İstedim ki Hafız' dan birkaç dize yazayım buraya. Not defterlerim görünürlerde yoktu, Google' ye(.tr) "Hafız-ı Şirazi" yazayım da, nasıl olsa bir sürü şiir çıkar, not defterime kaydettiklerimi görünce hatırlarım, buraya geçiririm diye düşündüm. Yanlış düşünmüşüm. Karşılaştıklarım ya tarikatların internet siteleriydi, ya da tamamen içi boş İslami siteler.
Örneğin ben Hafız'ı değil de, bir diğer İranlı'yı, mesela Hayyam'ı aratsaydım Google' de, eminim binlerca fazla kaynak bulacaktım. Çünkü Hayyam ile ilgili bilgi akışı genelde efsaneler üzerinden işliyor. Nizamülmülk, şarap, Hasan Sabbah vs vs...
Başka bir örnek de Nazım Hikmet olabilir, ya da aynı düzlemde Necip Fazıl.
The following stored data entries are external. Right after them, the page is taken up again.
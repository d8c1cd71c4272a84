//! 路径参数提取器
//!
//! 路由中的 `{id}` 必须是正整数，否则直接返回 400。

use actix_web::dev::Payload;
use actix_web::error::InternalError;
use actix_web::{FromRequest, HttpRequest, HttpResponse};
use futures_util::future::{Ready, ready};

use crate::models::{ApiResponse, ErrorCode};

/// 安全的 i64 路径 ID（取自 `{id}`）
#[derive(Debug, Clone, Copy, PartialEq, Eq)]
pub struct SafeIDI64(pub i64);

fn parse_positive_id(req: &HttpRequest, name: &str) -> Result<i64, actix_web::Error> {
    let raw = req.match_info().get(name).unwrap_or_default();
    match raw.parse::<i64>() {
        Ok(id) if id > 0 => Ok(id),
        _ => {
            let message = format!("无效的 ID: '{raw}'");
            let response = HttpResponse::BadRequest()
                .json(ApiResponse::error_empty(ErrorCode::BadRequest, message.clone()));
            Err(InternalError::from_response(message, response).into())
        }
    }
}

impl FromRequest for SafeIDI64 {
    type Error = actix_web::Error;
    type Future = Ready<Result<Self, Self::Error>>;

    fn from_request(req: &HttpRequest, _: &mut Payload) -> Self::Future {
        ready(parse_positive_id(req, "id").map(SafeIDI64))
    }
}
use actix_web::{HttpRequest, HttpResponse, Result as ActixResult};
use std::collections::HashMap;

use super::AssignmentService;
use crate::models::assignments::responses::{AssignmentTestcaseSummary, SubmissionGradingRow};
use crate::models::{ApiResponse, ErrorCode};
use crate::services::error_response;

pub async fn get_testcase_summary(
    service: &AssignmentService,
    request: &HttpRequest,
    assignment_id: i64,
) -> ActixResult<HttpResponse> {
    let storage = service.get_storage(request);

    let assignment = match storage.get_assignment_by_id(assignment_id).await {
        Ok(Some(assignment)) => assignment,
        Ok(None) => {
            return Ok(HttpResponse::NotFound().json(ApiResponse::error_empty(
                ErrorCode::AssignmentNotFound,
                "作业不存在",
            )));
        }
        Err(e) => return Ok(error_response(&e, ErrorCode::InternalServerError)),
    };

    let titles: HashMap<i64, String> = match storage
        .list_questions_by_assignment(assignment_id)
        .await
    {
        Ok(questions) => questions.into_iter().map(|q| (q.id, q.title)).collect(),
        Err(e) => return Ok(error_response(&e, ErrorCode::InternalServerError)),
    };

    let submissions = match storage.list_submissions_by_assignment(assignment_id).await {
        Ok(submissions) => submissions,
        Err(e) => return Ok(error_response(&e, ErrorCode::InternalServerError)),
    };

    let rows: Vec<SubmissionGradingRow> = submissions
        .into_iter()
        .map(|s| SubmissionGradingRow {
            submission_id: s.id,
            student_id: s.student_id,
            question_id: s.question_id,
            question_title: titles.get(&s.question_id).cloned().unwrap_or_default(),
            total_testcases: s.total_testcases,
            passed_testcases: s.passed_testcases,
            auto_marks: s.auto_marks,
            custom_marks: s.custom_marks,
            status: s.status,
            submitted_at: s.submitted_at,
        })
        .collect();

    Ok(HttpResponse::Ok().json(ApiResponse::success(
        AssignmentTestcaseSummary {
            assignment_id: assignment.id,
            assignment_title: assignment.title,
            total_submissions: rows.len(),
            submissions: rows,
        },
        "Testcase summary retrieved successfully",
    )))
}
//! 统一错误处理模块
//!
//! 使用宏自动生成错误类型，支持错误代码和类型名称。

use std::fmt;

/// 定义错误类型的宏
///
/// 自动生成：
/// - enum 定义
/// - code() 方法 - 返回错误代码
/// - error_type() 方法 - 返回错误类型名称
/// - message() 方法 - 返回错误详情
/// - 便捷构造函数
macro_rules! define_assignease_errors {
    ($(
        $variant:ident($code:literal, $type_name:literal)
    ),* $(,)?) => {
        #[derive(Debug, Clone)]
        pub enum AssignEaseError {
            $($variant(String),)*
        }

        impl AssignEaseError {
            /// 获取错误代码
            pub fn code(&self) -> &'static str {
                match self {
                    $(AssignEaseError::$variant(_) => $code,)*
                }
            }

            /// 获取错误类型名称
            pub fn error_type(&self) -> &'static str {
                match self {
                    $(AssignEaseError::$variant(_) => $type_name,)*
                }
            }

            /// 获取错误详情
            pub fn message(&self) -> &str {
                match self {
                    $(AssignEaseError::$variant(msg) => msg,)*
                }
            }
        }

        // 生成便捷构造函数
        paste::paste! {
            impl AssignEaseError {
                $(
                    pub fn [<$variant:snake>]<T: Into<String>>(msg: T) -> Self {
                        AssignEaseError::$variant(msg.into())
                    }
                )*
            }
        }
    };
}

define_assignease_errors! {
    DatabaseConfig("E001", "Database Configuration Error"),
    DatabaseConnection("E002", "Database Connection Error"),
    DatabaseOperation("E003", "Database Operation Error"),
    FileOperation("E004", "File Operation Error"),
    Validation("E005", "Validation Error"),
    NotFound("E006", "Resource Not Found"),
    Conflict("E007", "Resource Conflict"),
    Serialization("E008", "Serialization Error"),
    LanguageNotConfigured("E009", "Language Not Configured"),
    ExecutorNotFound("E010", "Executor Not Found"),
    Sandbox("E011", "Sandbox Execution Error"),
    HttpClient("E012", "HTTP Client Error"),
    AiGrading("E013", "AI Grading Error"),
}

impl AssignEaseError {
    /// 格式化为彩色输出（用于开发环境）
    #[cfg(debug_assertions)]
    pub fn format_colored(&self) -> String {
        format!(
            "\x1b[1;31m[ERROR]\x1b[0m \x1b[33m{}\x1b[0m \x1b[31m{}\x1b[0m\n  {}",
            self.code(),
            self.error_type(),
            self.message()
        )
    }

    /// 格式化为简洁输出
    pub fn format_simple(&self) -> String {
        format!("{}: {}", self.error_type(), self.message())
    }

    /// 是否为数据库唯一约束冲突
    pub fn is_unique_violation(&self) -> bool {
        matches!(self, AssignEaseError::Conflict(_))
    }
}

impl fmt::Display for AssignEaseError {
    fn fmt(&self, f: &mut fmt::Formatter<'_>) -> fmt::Result {
        write!(f, "{}", self.format_simple())
    }
}

impl std::error::Error for AssignEaseError {}

// 为常见的错误类型实现 From trait
impl From<sea_orm::DbErr> for AssignEaseError {
    fn from(err: sea_orm::DbErr) -> Self {
        match err.sql_err() {
            Some(sea_orm::SqlErr::UniqueConstraintViolation(msg)) => AssignEaseError::Conflict(msg),
            _ => AssignEaseError::DatabaseOperation(err.to_string()),
        }
    }
}

impl From<std::io::Error> for AssignEaseError {
    fn from(err: std::io::Error) -> Self {
        AssignEaseError::FileOperation(err.to_string())
    }
}

impl From<serde_json::Error> for AssignEaseError {
    fn from(err: serde_json::Error) -> Self {
        AssignEaseError::Serialization(err.to_string())
    }
}

impl From<reqwest::Error> for AssignEaseError {
    fn from(err: reqwest::Error) -> Self {
        AssignEaseError::HttpClient(err.to_string())
    }
}

pub type Result<T> = std::result::Result<T, AssignEaseError>;

#[cfg(test)]
mod tests {
    use super::*;

    #[test]
    fn test_error_codes() {
        assert_eq!(AssignEaseError::database_config("test").code(), "E001");
        assert_eq!(AssignEaseError::validation("test").code(), "E005");
        assert_eq!(AssignEaseError::not_found("test").code(), "E006");
        assert_eq!(AssignEaseError::ai_grading("test").code(), "E013");
    }

    #[test]
    fn test_error_types() {
        assert_eq!(
            AssignEaseError::language_not_configured("test").error_type(),
            "Language Not Configured"
        );
        assert_eq!(
            AssignEaseError::sandbox("test").error_type(),
            "Sandbox Execution Error"
        );
    }

    #[test]
    fn test_error_message() {
        let err = AssignEaseError::validation("Invalid status");
        assert_eq!(err.message(), "Invalid status");
    }

    #[test]
    fn test_format_simple() {
        let err = AssignEaseError::http_client("connection refused");
        let formatted = err.format_simple();
        assert!(formatted.contains("HTTP Client Error"));
        assert!(formatted.contains("connection refused"));
    }

    #[test]
    fn test_db_err_maps_to_operation() {
        let err: AssignEaseError = sea_orm::DbErr::Custom("boom".to_string()).into();
        assert_eq!(err.code(), "E003");
        assert!(!err.is_unique_violation());
    }
}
Yine bu tür aramalarda da her açıdan birçok kaynağa ulaşabilecektim, eminim. İnsanların bu şairleri ideolojik fikirlerinin sancağı olarak bellemiş olmaları beni bu kadar çok sonuca götürecekti.
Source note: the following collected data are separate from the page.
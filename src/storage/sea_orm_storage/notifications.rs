//! 通知出站存储操作

use super::SeaOrmStorage;
use crate::entity::notifications::{ActiveModel, Column, Entity as Notifications};
use crate::errors::{AssignEaseError, Result};
use crate::models::notifications::{
    entities::{NewNotification, Notification},
    requests::NotificationListQuery,
};
use sea_orm::{ActiveModelTrait, ColumnTrait, EntityTrait, QueryFilter, QueryOrder, Set};

impl SeaOrmStorage {
    /// 记录通知
    pub async fn record_notification_impl(&self, req: NewNotification) -> Result<Notification> {
        let now = chrono::Utc::now().timestamp();

        let model = ActiveModel {
            event_type: Set(req.event_type),
            reference_type: Set(req.reference_type),
            reference_id: Set(req.reference_id),
            payload: Set(serde_json::to_string(&req.payload)?),
            created_at: Set(now),
            ..Default::default()
        };

        let result = model
            .insert(&self.db)
            .await
            .map_err(|e| AssignEaseError::database_operation(format!("创建通知失败: {e}")))?;

        Ok(result.into_notification())
    }

    /// 列出通知（按写入顺序）
    pub async fn list_notifications_impl(
        &self,
        query: NotificationListQuery,
    ) -> Result<Vec<Notification>> {
        let mut select = Notifications::find();

        if let Some(ref reference_type) = query.reference_type {
            select = select.filter(Column::ReferenceType.eq(reference_type.as_str()));
        }
        if let Some(reference_id) = query.reference_id {
            select = select.filter(Column::ReferenceId.eq(reference_id));
        }
        if let Some(ref event_type) = query.event_type {
            select = select.filter(Column::EventType.eq(event_type.as_str()));
        }

        let result = select
            .order_by_asc(Column::Id)
            .all(&self.db)
            .await
            .map_err(|e| AssignEaseError::database_operation(format!("查询通知列表失败: {e}")))?;

        Ok(result.into_iter().map(|m| m.into_notification()).collect())
    }
}

#[cfg(test)]
mod tests {
    use super::super::memory_storage;
    use super::*;

    #[tokio::test]
    async fn test_record_and_filter() {
        let storage = memory_storage().await;
        for (event, id) in [("submission_created", 1), ("evaluation_completed", 1)] {
            storage
                .record_notification_impl(NewNotification {
                    event_type: event.to_string(),
                    reference_type: "submission".to_string(),
                    reference_id: id,
                    payload: serde_json::json!({ "submission_id": id }),
                })
                .await
                .unwrap();
        }

        let all = storage
            .list_notifications_impl(NotificationListQuery {
                reference_type: Some("submission".to_string()),
                reference_id: Some(1),
                event_type: None,
            })
            .await
            .unwrap();
        assert_eq!(all.len(), 2);
        assert_eq!(all[0].payload["submission_id"], 1);

        let completed = storage
            .list_notifications_impl(NotificationListQuery {
                event_type: Some("evaluation_completed".to_string()),
                ..Default::default()
            })
            .await
            .unwrap();
        assert_eq!(completed.len(), 1);
    }
}
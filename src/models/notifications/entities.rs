use serde::{Deserialize, Serialize};
use ts_rs::TS;

/// 通知出站记录，每个已分发事件一条
#[derive(Debug, Clone, Serialize, Deserialize, TS)]
#[ts(export, export_to = "notification.ts")]
pub struct Notification {
    pub id: i64,
    // 事件类型，如 "submission_created"
    pub event_type: String,
    // 关联对象类型，如 "submission"
    pub reference_type: String,
    pub reference_id: i64,
    pub payload: serde_json::Value,
    pub created_at: chrono::DateTime<chrono::Utc>,
}

/// 待写入的通知
#[derive(Debug, Clone)]
pub struct NewNotification {
    pub event_type: String,
    pub reference_type: String,
    pub reference_id: i64,
    pub payload: serde_json::Value,
}
pub mod shutdown;
pub mod startup;
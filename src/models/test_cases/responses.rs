use serde::Serialize;
use ts_rs::TS;

/// 单个公开测试用例的运行结果
#[derive(Debug, Clone, Serialize, TS)]
#[ts(export, export_to = "test_case.ts")]
pub struct RunTestCaseResult {
    pub testcase_id: i64,
    pub input: String,
    pub expected_output: String,
    pub actual_output: String,
    pub error_message: String,
    pub passed: bool,
}

/// 公开测试用例运行汇总，不落库
#[derive(Debug, Clone, Serialize, TS)]
#[ts(export, export_to = "test_case.ts")]
pub struct RunTestCasesResponse {
    pub results: Vec<RunTestCaseResult>,
    pub total: usize,
    pub passed: usize,
}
İnsanın şiiri, resmi ya da nesri; sadece güzelliğe olan açlığını doyurmak veya onu geliştirmek için değil de, başka şeyler için kullanması çok acı. Böyle olmasaydı "Şairlerin Sultanı" (ne demekse), "Şirazlı Hafız" olmaz mıydı?
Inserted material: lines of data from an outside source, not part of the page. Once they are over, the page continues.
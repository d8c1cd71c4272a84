pub mod ai_evaluations;

pub mod assignments;

pub mod languages;

pub mod notifications;

pub mod submissions;

pub mod test_cases;

pub use ai_evaluations::configure_ai_evaluation_routes;
pub use assignments::configure_assignment_routes;
pub use languages::configure_language_routes;
pub use notifications::configure_notification_routes;
pub use submissions::configure_submission_routes;
pub use test_cases::configure_test_case_routes;

#[cfg(test)]
mod tests {
    use super::*;
    use actix_web::http::StatusCode;
    use actix_web::{App, test, web};
    use serde_json::{Value, json};
    use std::sync::Arc;
    use std::time::Duration;

    use crate::ai::AiGrader;
    use crate::ai::grader::tests::ScriptedModel;
    use crate::events::EventDispatcher;
    use crate::models::test_case_results::entities::TestCaseResultStatus;
    use crate::sandbox::{CodeExecutor, ExecutionOutcome, ExecutionRequest};
    use crate::storage::Storage;
    use crate::storage::sea_orm_storage::memory_storage;
    use crate::utils::{json_error_handler, query_error_handler};

    /// 输出即 stdin 的执行器
    struct EchoExecutor;

    #[async_trait::async_trait]
    impl CodeExecutor for EchoExecutor {
        fn name(&self) -> &'static str {
            "echo"
        }

        async fn execute(&self, request: &ExecutionRequest) -> ExecutionOutcome {
            let passed = request.stdin.trim() == request.expected_output.trim();
            ExecutionOutcome {
                status: if passed {
                    TestCaseResultStatus::Passed
                } else {
                    TestCaseResultStatus::Failed
                },
                passed,
                actual_output: request.stdin.clone(),
                execution_time: None,
                memory_used: None,
                error_message: None,
                token: None,
            }
        }
    }

    macro_rules! grading_app {
        ($storage:expr) => {{
            let storage: Arc<dyn Storage> = $storage;
            let executor: Arc<dyn CodeExecutor> = Arc::new(EchoExecutor);
            let model = Arc::new(ScriptedModel::new(vec![Ok(
                r#"{"mistake_type":"none","confidence":0.9,"score":9,"feedback":"ok"}"#.to_string(),
            )]));
            let grader = Arc::new(AiGrader::new(model, 0, Duration::from_millis(1)));
            let dispatcher = EventDispatcher::new(storage.clone(), 16);
            test::init_service(
                App::new()
                    .app_data(web::QueryConfig::default().error_handler(query_error_handler))
                    .app_data(web::JsonConfig::default().error_handler(json_error_handler))
                    .app_data(web::Data::new(storage))
                    .app_data(web::Data::new(executor))
                    .app_data(web::Data::new(grader))
                    .app_data(web::Data::new(dispatcher))
                    .configure(configure_language_routes)
                    .configure(configure_assignment_routes)
                    .configure(configure_test_case_routes)
                    .configure(configure_submission_routes)
                    .configure(configure_ai_evaluation_routes)
                    .configure(configure_notification_routes),
            )
            .await
        }};
    }

    macro_rules! post_json {
        ($app:expr, $uri:expr, $body:expr) => {{
            let req = test::TestRequest::post()
                .uri(&$uri)
                .set_json($body)
                .to_request();
            let resp = test::call_service(&$app, req).await;
            let status = resp.status();
            let body: Value = test::read_body_json(resp).await;
            (status, body)
        }};
    }

    macro_rules! get_json {
        ($app:expr, $uri:expr) => {{
            let req = test::TestRequest::get().uri(&$uri).to_request();
            let resp = test::call_service(&$app, req).await;
            let status = resp.status();
            let body: Value = test::read_body_json(resp).await;
            (status, body)
        }};
    }

    #[actix_web::test]
    async fn test_full_grading_flow_over_http() {
        let app = grading_app!(Arc::new(memory_storage().await));

        let (status, _) = post_json!(
            app,
            "/api/v1/languages".to_string(),
            json!({"display_name": "Python", "piston_name": "python", "piston_version": "3.10.0"})
        );
        assert_eq!(status, StatusCode::CREATED);

        let (status, body) = post_json!(
            app,
            "/api/v1/assignments".to_string(),
            json!({"class_id": 1, "teacher_id": 10, "title": "Loops", "language": "python"})
        );
        assert_eq!(status, StatusCode::CREATED);
        let assignment_id = body["data"]["id"].as_i64().unwrap();

        let (status, body) = post_json!(
            app,
            format!("/api/v1/assignments/{assignment_id}/questions"),
            json!({"title": "Echo", "total_marks": 9.0})
        );
        assert_eq!(status, StatusCode::CREATED);
        let question_id = body["data"]["id"].as_i64().unwrap();

        for (input, expected) in [("a", "a"), ("b", "b"), ("c", "x")] {
            let (status, _) = post_json!(
                app,
                format!("/api/v1/questions/{question_id}/testcases"),
                json!({"input": input, "expected_output": expected})
            );
            assert_eq!(status, StatusCode::CREATED);
        }

        let (status, body) = post_json!(
            app,
            "/api/v1/submissions".to_string(),
            json!({
                "student_id": 7,
                "assignment_id": assignment_id,
                "question_id": question_id,
                "code": "print(input())"
            })
        );
        assert_eq!(status, StatusCode::CREATED);
        let submission_id = body["data"]["id"].as_i64().unwrap();

        let (status, body) = post_json!(
            app,
            format!("/api/v1/submissions/{submission_id}/evaluate"),
            json!({})
        );
        assert_eq!(status, StatusCode::OK);
        assert_eq!(body["data"]["total_testcases"], 3);
        assert_eq!(body["data"]["passed_testcases"], 2);
        assert_eq!(body["data"]["auto_marks"].as_f64().unwrap(), 6.0);

        let (status, body) = get_json!(
            app,
            format!("/api/v1/submissions/{submission_id}/testcase-results")
        );
        assert_eq!(status, StatusCode::OK);
        assert_eq!(body["data"]["results"].as_array().unwrap().len(), 3);

        let (status, body) = get_json!(
            app,
            format!("/api/v1/notifications?event_type=submission_created&reference_id={submission_id}")
        );
        assert_eq!(status, StatusCode::OK);
        assert_eq!(body["data"]["total"], 1);
    }

    #[actix_web::test]
    async fn test_duplicate_submission_conflicts() {
        let storage = memory_storage().await;
        let (assignment, question) =
            crate::storage::sea_orm_storage::seed_question(&storage, Some("python"), 10.0).await;
        let app = grading_app!(Arc::new(storage));

        let body = json!({
            "student_id": 7,
            "assignment_id": assignment.id,
            "question_id": question.id,
            "code": "while True: pass"
        });
        let (status, _) = post_json!(app, "/api/v1/submissions".to_string(), body.clone());
        assert_eq!(status, StatusCode::CREATED);
        let (status, _) = post_json!(app, "/api/v1/submissions".to_string(), body);
        assert_eq!(status, StatusCode::CONFLICT);
    }

    #[actix_web::test]
    async fn test_non_coding_assignment_rejects_test_cases_and_empty_text() {
        let app = grading_app!(Arc::new(memory_storage().await));

        let (status, body) = post_json!(
            app,
            "/api/v1/assignments".to_string(),
            json!({
                "class_id": 1,
                "teacher_id": 10,
                "title": "Essay",
                "assignment_type": "non_coding",
                "submission_type": "text_only"
            })
        );
        assert_eq!(status, StatusCode::CREATED);
        let assignment_id = body["data"]["id"].as_i64().unwrap();

        let (status, body) = post_json!(
            app,
            format!("/api/v1/assignments/{assignment_id}/questions"),
            json!({"title": "Explain recursion", "total_marks": 5.0})
        );
        assert_eq!(status, StatusCode::CREATED);
        let question_id = body["data"]["id"].as_i64().unwrap();

        let (status, _) = post_json!(
            app,
            format!("/api/v1/questions/{question_id}/testcases"),
            json!({"input": "1", "expected_output": "1"})
        );
        assert_eq!(status, StatusCode::BAD_REQUEST);

        let (status, _) = post_json!(
            app,
            "/api/v1/submissions".to_string(),
            json!({"student_id": 7, "assignment_id": assignment_id, "question_id": question_id})
        );
        assert_eq!(status, StatusCode::BAD_REQUEST);

        let (status, _) = post_json!(
            app,
            "/api/v1/submissions".to_string(),
            json!({
                "student_id": 7,
                "assignment_id": assignment_id,
                "question_id": question_id,
                "text_submission": "A function that calls itself."
            })
        );
        assert_eq!(status, StatusCode::CREATED);
    }

    #[actix_web::test]
    async fn test_coding_submission_without_code_is_rejected() {
        let storage = memory_storage().await;
        let (assignment, question) =
            crate::storage::sea_orm_storage::seed_question(&storage, Some("python"), 10.0).await;
        let app = grading_app!(Arc::new(storage));

        let (status, _) = post_json!(
            app,
            "/api/v1/submissions".to_string(),
            json!({
                "student_id": 7,
                "assignment_id": assignment.id,
                "question_id": question.id,
                "text_submission": "I would use a loop"
            })
        );
        assert_eq!(status, StatusCode::BAD_REQUEST);
    }

    #[actix_web::test]
    async fn test_unknown_and_invalid_ids() {
        let app = grading_app!(Arc::new(memory_storage().await));

        let (status, _) = get_json!(app, "/api/v1/submissions/999".to_string());
        assert_eq!(status, StatusCode::NOT_FOUND);

        let (status, _) = get_json!(app, "/api/v1/ai-evaluations/999".to_string());
        assert_eq!(status, StatusCode::NOT_FOUND);

        let req = test::TestRequest::get()
            .uri("/api/v1/assignments/not-a-number")
            .to_request();
        let resp = test::call_service(&app, req).await;
        assert_eq!(resp.status(), StatusCode::BAD_REQUEST);
    }

    #[actix_web::test]
    async fn test_malformed_json_is_bad_request() {
        let app = grading_app!(Arc::new(memory_storage().await));

        let req = test::TestRequest::post()
            .uri("/api/v1/testcases/run")
            .insert_header(("Content-Type", "application/json"))
            .set_payload("{\"question_id\": ")
            .to_request();
        let resp = test::call_service(&app, req).await;
        assert_eq!(resp.status(), StatusCode::BAD_REQUEST);
    }
}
Biz gamsız sarhoşlarız, aydın karanlıklarız
Hem kadehle solukdaş, hem ayrılıklarız.
Sevgilinin kaşları eğdi kaderimizi
O günden bugüne dek düşmüş yaratıklarız.
Ey gülüm, sen daha dün parçaladın göğsünü
Ama biz ta doğuştan kızıl şakayıklarız.
Lale gibi ortada yalnız kadehi görme,
Şu yaramıza da bak, gör nasıl aşıklarız.
Şiirdeki renge, hayale bakma hafız,
Sadece boş levhayız, dokundukça çınlarız.